Abstract
Summary Statement
CXCR4 gene and protein expression is regulated in a dose and time-dependent manner by metallic wear debris but not polyethylene wear debris in vitro and in vivo.
Introduction
Progressive osteolysis leading to aseptic loosening among metal-on-metal (MoM) total hip arthroplasties (THA's), and adverse reactions to metallic debris (ARMD) are increasing causes for concern among existing patients who have been implanted with MoM hip replacements. Close surveillance of these patients is necessary and difficulties lie in early detection as well as differentiating low-grade infection from ARMD in the early stages. Several inflammatory markers have been investigated in this context, but to date, none is specific with regards to the offending material. In earlier studies, it has been shown that osteoblastic phenotypes and differentiation are regulated by different types of wear particles.
Methods
In vitro experiments were performed using MG63 and SaOs-2 osteoblast-like cells co-cultured with increasing concentrations of metallic (Co-35Ni-20Cr-10Mo and Co-28Cr-6Mo) and polyethylene (UHMWPE-GUR1020) particles simulating periprosthetic wear debris. Real-time Polymerase Chain Reaction (RT-PCR) and Western Blotting were used to quantify gene and protein expression of CXCR4. The expression of TNF-a and the effects of AMD3100 on both CXCR4 and TNF-a expression among these cells was also investigated. Immunohistochemical techniques were used to investigate the in-vivo expression of CXCR4 in retrieval tissues obtained from 2 cohorts of failed metal-on-metal and ceramic-on-polyethylene THA's.
Results
In-vitro RT-PCR and experiments demonstrated a dose-dependent increase in CXCR4 mRNA (7.5 fold for MG63 and 4.0 fold for SaOs-2 cells) among cells co-cultured with metal alloy particles. Western blotting also showed a time-dependent increase in protein expression of CXCR4. No regulatory effects on CXCR4 gene expression were seen among cells co-cultured with UHMWPE particles.

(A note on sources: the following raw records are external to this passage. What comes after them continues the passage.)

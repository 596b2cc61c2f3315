//! Shared data models spanning the loader, analysis and HTTP layers.

pub mod market;
pub mod news;
pub mod signal;

pub use market::{order_series, CompanyMeta, PricePoint, SeriesError, StockQuote};
pub use news::{NewsItem, Sentiment, DEFAULT_NEWS_SOURCE};
pub use signal::{
    SentimentBreakdown, SentimentShare, SignalAction, SignalThresholds, ThresholdError,
    TrendSignal, VolatilityRegime, VolatilityResult,
};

The attempted blockade of CXCR4 by it's known competitive receptor agonist AMD3100 (bicyclam) led to a significant inhibition of metal particle induced TNF-a mRNA expression. In-vivo immunohistochemical data from the 2 cohorts of patients with failed THA's showed CXCR4 positivity among 83% of patients with metal-on-metal hip replacements but none among ceramic-on-polyethylene hip replacements.
Discussion/Conclusion
CXCR4, the chemokine receptor for the chemokine SDF-1 (stromal cell derived factor-1), has been shown to play a pivotal role in bone metastasis, inflammatory and autoimmune conditions but has not been investigated in the context of periprosthetic osteolysis in failed joint replacements. Our in-vivo and in-vitro findings collectively suggest that the CXCR4 chemokine is specifically upregulated in a dose and time-dependent manner in the presence of metallic (cobalt-chrome) wear debris but not by polyethylene wear debris. The CXCR4 chemokine receptor may be a selective and specific biomarker for progressive osteolysis seen in failed MoM hip replacements and this phenomenon could potentially have a translational effect on the practice of orthopaedic surgery. Further research is needed to evaluate the interactions of CXCR4 with osteoclast activation and signalling pathways.